En los días luminosos de verano o en los días soleados invernales las rederas protagonizan el paisaje del muelle. Son, en su mayor parte, mujeres que están remendando los artes de la pesca del cerco. Las redes, dispuestas todo lo largas que son, parecen imaginarios ríos parduscos. Y sobre su imaginado lecho estático, un puñado de rederas están aplicadas en su labor. Están sentadas sobre la misma red. Un poderoso sombrero de paja, o un viejo paraguas sujeto a una pequeña silla para protegerse del sol son todos sus aditamentos. A veces, ni la silla. Su cuerpo, rechoncho y de oscuras tonalidades, se asienta sobre las redes. Los artes pesqueros están sembrados de mujeres de esta guisa. Quietas, ensimismadas en unas rítmicas abluciones que ejecutan con endiablada rapidez aguja en ristre. Mirando con fijeza las redes.

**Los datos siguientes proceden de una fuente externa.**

/// Running positive/negative label counts.
#[derive(Debug, Clone, Copy, Default, PartialEq, Eq)]
pub struct ClassStats {
    pub pos: u64,
    pub neg: u64,
}

impl ClassStats {
    pub fn new(pos: u64, neg: u64) -> Self {
        Self { pos, neg }
    }

    #[inline]
    pub fn update(&mut self, label: bool) {
        if label {
            self.pos += 1;
        } else {
            self.neg += 1;
        }
    }

    #[inline]
    pub fn total(&self) -> u64 {
        self.pos + self.neg
    }

    pub fn is_empty(&self) -> bool {
        self.total() == 0
    }

    /// Empirical probability of the positive class, `0.5` before any sample.
    pub fn probability(&self) -> f64 {
        let total = self.total();
        if total == 0 {
            return 0.5;
        }
        self.pos as f64 / total as f64
    }

    pub fn is_pure(&self) -> bool {
        self.pos == 0 || self.neg == 0
    }

    pub fn clear(&mut self) {
        *self = Self::default();
    }
}

#[cfg(test)]
mod tests {
    use super::*;

    #[test]
    fn empty_stats_are_uninformative() {
        let s = ClassStats::default();
        assert_eq!(s.total(), 0);
        assert_eq!(s.probability(), 0.5);
        assert!(s.is_empty());
    }

    #[test]
    fn probability_tracks_counts() {
        let mut s = ClassStats::default();
        s.update(true);
        s.update(true);
        s.update(false);
        s.update(true);
        assert_eq!(s, ClassStats::new(3, 1));
        assert_eq!(s.probability(), 0.75);
        assert!(!s.is_pure());

        s.clear();
        assert_eq!(s.probability(), 0.5);
    }
}
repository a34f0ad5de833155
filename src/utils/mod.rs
pub mod math;
/// Tracks how many nodes a tree holds against its optional cap.
#[derive(Debug, Clone, Copy, PartialEq, Eq)]
pub struct NodeBudget {
    used: usize,
    max: Option<usize>,
}

impl NodeBudget {
    pub fn new(max: Option<usize>) -> Self {
        Self { used: 0, max }
    }

    pub fn used(&self) -> usize {
        self.used
    }

    pub fn max(&self) -> Option<usize> {
        self.max
    }

    pub fn has_room(&self, nodes: usize) -> bool {
        self.max.is_none_or(|max| self.used + nodes <= max)
    }

    pub fn reserve(&mut self, nodes: usize) {
        self.used += nodes;
    }
}
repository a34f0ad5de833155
use crate::config::{AggregatorChoice, BaggingConfig, NormalizerConfig, TreeConfig};
use crate::drift::{DEFAULT_MAX_WINDOW, DEFAULT_MIN_WINDOW};
use crate::error::ConfigError;
use crate::utils::math::MAX_POISSON_LAMBDA;
use schemars::{JsonSchema, Schema, schema_for};
use serde::{Deserialize, Serialize};
use std::fs;
use std::path::Path;

fn default_num_trees() -> usize {
    20
}
fn default_max_depth() -> usize {
    10
}
fn default_max_nodes_per_tree() -> Option<usize> {
    Some(500)
}
fn default_hoeffding_split_delta() -> f64 {
    1e-3
}
fn default_min_samples_per_leaf() -> u64 {
    20
}
fn default_drift_alpha() -> f64 {
    0.002
}
fn default_drift_min_window() -> usize {
    DEFAULT_MIN_WINDOW
}
fn default_drift_max_window() -> usize {
    DEFAULT_MAX_WINDOW
}

/// Configuration of an [`OnlineForest`](crate::classifiers::OnlineForest)
/// and its feature pipeline.
#[derive(Debug, Clone, PartialEq, Serialize, Deserialize, JsonSchema)]
pub struct PredictorConfig {
    #[serde(default = "default_num_trees")]
    #[schemars(
        title = "Number of trees",
        description = "Size of the forest."
    )]
    pub num_trees: usize,

    #[schemars(
        title = "Number of features",
        description = "Length of every feature vector passed to predict/update."
    )]
    pub num_features: usize,

    #[serde(default = "default_max_depth")]
    #[schemars(
        title = "Maximum depth",
        description = "Leaves at this depth never split."
    )]
    pub max_depth: usize,

    #[serde(default = "default_max_nodes_per_tree")]
    #[schemars(
        title = "Maximum nodes per tree",
        description = "Splits that would exceed this many nodes are declined. Null means unbounded."
    )]
    pub max_nodes_per_tree: Option<usize>,

    #[serde(default = "default_hoeffding_split_delta")]
    #[schemars(
        title = "Hoeffding split delta",
        description = "Allowed probability of choosing the wrong split. Smaller is more conservative."
    )]
    pub hoeffding_split_delta: f64,

    #[serde(default = "default_min_samples_per_leaf")]
    #[schemars(
        title = "Minimum samples per leaf",
        description = "Samples a leaf must observe before it may split."
    )]
    pub min_samples_per_leaf: u64,

    #[serde(default)]
    #[schemars(
        title = "Tie threshold",
        description = "Split anyway once the Hoeffding bound drops below this value."
    )]
    pub tie_threshold: Option<f64>,

    #[serde(default)]
    #[schemars(
        title = "Use drift detection",
        description = "Attach an adaptive-windowing detector to every leaf and reset it on drift."
    )]
    pub use_drift_detection: bool,

    #[serde(default = "default_drift_alpha")]
    #[schemars(
        title = "Drift alpha",
        description = "Significance level of the drift detector. Smaller is harder to trigger."
    )]
    pub drift_alpha: f64,

    #[serde(default = "default_drift_min_window")]
    #[schemars(title = "Drift minimum window")]
    pub drift_min_window: usize,

    #[serde(default = "default_drift_max_window")]
    #[schemars(title = "Drift maximum window")]
    pub drift_max_window: usize,

    #[serde(default)]
    #[schemars(title = "Aggregator")]
    pub aggregator: AggregatorChoice,

    #[serde(default)]
    #[schemars(title = "Normalizer")]
    pub normalizer: NormalizerConfig,

    #[serde(default)]
    #[schemars(title = "Bagging")]
    pub bagging: BaggingConfig,
}

impl PredictorConfig {
    /// Defaults for everything except the vector length.
    pub fn new(num_features: usize) -> Self {
        Self {
            num_trees: default_num_trees(),
            num_features,
            max_depth: default_max_depth(),
            max_nodes_per_tree: default_max_nodes_per_tree(),
            hoeffding_split_delta: default_hoeffding_split_delta(),
            min_samples_per_leaf: default_min_samples_per_leaf(),
            tie_threshold: None,
            use_drift_detection: false,
            drift_alpha: default_drift_alpha(),
            drift_min_window: default_drift_min_window(),
            drift_max_window: default_drift_max_window(),
            aggregator: AggregatorChoice::default(),
            normalizer: NormalizerConfig::default(),
            bagging: BaggingConfig::default(),
        }
    }

    pub fn tree_config(&self) -> TreeConfig {
        TreeConfig {
            max_depth: self.max_depth,
            max_nodes: self.max_nodes_per_tree,
            hoeffding_split_delta: self.hoeffding_split_delta,
            min_samples_per_leaf: self.min_samples_per_leaf,
            tie_threshold: self.tie_threshold,
            use_drift_detection: self.use_drift_detection,
            drift_alpha: self.drift_alpha,
            drift_min_window: self.drift_min_window,
            drift_max_window: self.drift_max_window,
        }
    }

    pub fn validate(&self) -> Result<(), ConfigError> {
        if self.num_trees == 0 {
            return Err(ConfigError::invalid("num_trees", "must be > 0"));
        }
        if self.num_features == 0 {
            return Err(ConfigError::invalid("num_features", "must be > 0"));
        }
        if !(self.hoeffding_split_delta > 0.0 && self.hoeffding_split_delta < 1.0) {
            return Err(ConfigError::invalid(
                "hoeffding_split_delta",
                format!("must be in (0, 1), got {}", self.hoeffding_split_delta),
            ));
        }
        if self.min_samples_per_leaf == 0 {
            return Err(ConfigError::invalid("min_samples_per_leaf", "must be > 0"));
        }
        if let Some(max_nodes) = self.max_nodes_per_tree {
            if max_nodes == 0 {
                return Err(ConfigError::invalid("max_nodes_per_tree", "must be > 0"));
            }
        }
        if let Some(tau) = self.tie_threshold {
            if !(tau >= 0.0 && tau.is_finite()) {
                return Err(ConfigError::invalid(
                    "tie_threshold",
                    format!("must be a finite value >= 0, got {tau}"),
                ));
            }
        }
        if !(self.drift_alpha > 0.0 && self.drift_alpha < 1.0) {
            return Err(ConfigError::invalid(
                "drift_alpha",
                format!("must be in (0, 1), got {}", self.drift_alpha),
            ));
        }
        if self.drift_min_window == 0 {
            return Err(ConfigError::invalid("drift_min_window", "must be > 0"));
        }
        if self.drift_max_window < self.drift_min_window.saturating_mul(2) {
            return Err(ConfigError::invalid(
                "drift_max_window",
                format!(
                    "must be at least twice drift_min_window ({})",
                    self.drift_min_window
                ),
            ));
        }
        if let Some(lambda) = self.bagging.poisson_lambda {
            if !(lambda > 0.0 && lambda <= MAX_POISSON_LAMBDA) {
                return Err(ConfigError::invalid(
                    "bagging.poisson_lambda",
                    format!("must be in (0, {MAX_POISSON_LAMBDA}], got {lambda}"),
                ));
            }
        }
        if let Some(k) = self.bagging.features_per_tree {
            if k == 0 || k > self.num_features {
                return Err(ConfigError::invalid(
                    "bagging.features_per_tree",
                    format!("must be in [1, {}], got {k}", self.num_features),
                ));
            }
        }
        Ok(())
    }

    /// Parses and validates a JSON configuration.
    pub fn from_json_str(json: &str) -> Result<Self, ConfigError> {
        let config: Self = serde_json::from_str(json)?;
        config.validate()?;
        Ok(config)
    }

    pub fn from_json_file<P: AsRef<Path>>(path: P) -> Result<Self, ConfigError> {
        Self::from_json_str(&fs::read_to_string(path)?)
    }

    pub fn to_json_pretty(&self) -> Result<String, ConfigError> {
        Ok(serde_json::to_string_pretty(self)?)
    }

    pub fn json_schema() -> Schema {
        schema_for!(PredictorConfig)
    }
}

#[cfg(test)]
mod tests {
    use super::*;
    use std::io::Write;
    use tempfile::NamedTempFile;

    #[test]
    fn defaults_are_valid() {
        let cfg = PredictorConfig::new(4);
        cfg.validate().unwrap();
        assert_eq!(cfg.num_trees, 20);
        assert_eq!(cfg.max_nodes_per_tree, Some(500));
        assert_eq!(cfg.aggregator, AggregatorChoice::Mean);
    }

    #[test]
    fn minimal_json_fills_defaults() {
        let cfg = PredictorConfig::from_json_str(r#"{ "num_features": 3 }"#).unwrap();
        assert_eq!(cfg, PredictorConfig::new(3));
    }

    #[test]
    fn json_round_trip_preserves_every_field() {
        let mut cfg = PredictorConfig::new(5);
        cfg.num_trees = 3;
        cfg.max_nodes_per_tree = None;
        cfg.use_drift_detection = true;
        cfg.aggregator = AggregatorChoice::Max;
        cfg.normalizer.enable = true;
        cfg.bagging.poisson_lambda = Some(1.0);
        cfg.bagging.features_per_tree = Some(2);

        let json = cfg.to_json_pretty().unwrap();
        assert!(json.contains("\"aggregator\": \"max\""));
        assert_eq!(PredictorConfig::from_json_str(&json).unwrap(), cfg);
    }

    #[test]
    fn missing_num_features_is_a_json_error() {
        let err = PredictorConfig::from_json_str("{}").unwrap_err();
        assert!(matches!(err, ConfigError::Json(_)));
    }

    #[test]
    fn invalid_values_name_the_offending_parameter() {
        let cases: Vec<(&str, Box<dyn Fn(&mut PredictorConfig)>)> = vec![
            ("num_trees", Box::new(|c| c.num_trees = 0)),
            ("num_features", Box::new(|c| c.num_features = 0)),
            ("hoeffding_split_delta", Box::new(|c| c.hoeffding_split_delta = 0.0)),
            ("hoeffding_split_delta", Box::new(|c| c.hoeffding_split_delta = 1.5)),
            ("min_samples_per_leaf", Box::new(|c| c.min_samples_per_leaf = 0)),
            ("max_nodes_per_tree", Box::new(|c| c.max_nodes_per_tree = Some(0))),
            ("tie_threshold", Box::new(|c| c.tie_threshold = Some(-0.1))),
            ("drift_alpha", Box::new(|c| c.drift_alpha = 1.0)),
            ("drift_min_window", Box::new(|c| c.drift_min_window = 0)),
            ("drift_max_window", Box::new(|c| c.drift_max_window = 15)),
            ("bagging.poisson_lambda", Box::new(|c| c.bagging.poisson_lambda = Some(0.0))),
            ("bagging.poisson_lambda", Box::new(|c| c.bagging.poisson_lambda = Some(1_000.0))),
            ("bagging.poisson_lambda", Box::new(|c| c.bagging.poisson_lambda = Some(f64::NAN))),
            ("bagging.features_per_tree", Box::new(|c| c.bagging.features_per_tree = Some(9))),
        ];

        for (expected, mutate) in cases {
            let mut cfg = PredictorConfig::new(4);
            mutate(&mut cfg);
            match cfg.validate() {
                Err(ConfigError::InvalidParameter { name, .. }) => assert_eq!(name, expected),
                other => panic!("{expected}: expected InvalidParameter, got {other:?}"),
            }
        }
    }

    #[test]
    fn huge_drift_min_window_is_rejected_not_overflowed() {
        let json = format!(r#"{{ "num_features": 2, "drift_min_window": {} }}"#, usize::MAX);
        match PredictorConfig::from_json_str(&json) {
            Err(ConfigError::InvalidParameter { name, .. }) => assert_eq!(name, "drift_max_window"),
            other => panic!("expected InvalidParameter, got {other:?}"),
        }
    }

    #[test]
    fn loads_from_file() {
        let mut tf = NamedTempFile::new().unwrap();
        write!(tf, r#"{{ "num_features": 2, "num_trees": 7 }}"#).unwrap();
        let cfg = PredictorConfig::from_json_file(tf.path()).unwrap();
        assert_eq!(cfg.num_trees, 7);

        let err = PredictorConfig::from_json_file("/definitely/not/here.json").unwrap_err();
        assert!(matches!(err, ConfigError::Io(_)));
    }

    #[test]
    fn schema_documents_fields() {
        let schema = serde_json::to_value(PredictorConfig::json_schema()).unwrap();
        let props = schema["properties"].as_object().unwrap();
        assert!(props.contains_key("num_trees"));
        assert!(props.contains_key("hoeffding_split_delta"));
        assert_eq!(props["num_trees"]["title"], "Number of trees");
        let required = schema["required"].as_array().unwrap();
        assert!(required.iter().any(|v| v == "num_features"));
    }
}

Nunca se han parado a pensar si aquel destrozo de la red ha sido ocasionado por un mal encuentro con una roca del mar, o por la visita de los delfines (esto era antes, ahora no), o por alguna otra razón. Ellas seguirán en su ocupación enhebrando hilo con hilo, confundiendo la tosca fragancia de la hebra, con el remoto sabor a mar que rezuman las redes, y no pensarán que mañana, o esta misma noche, será su marido o su hijo, quien cogerá con pulcritud estas redes y las depositará suavemente sobre las aguas del mar.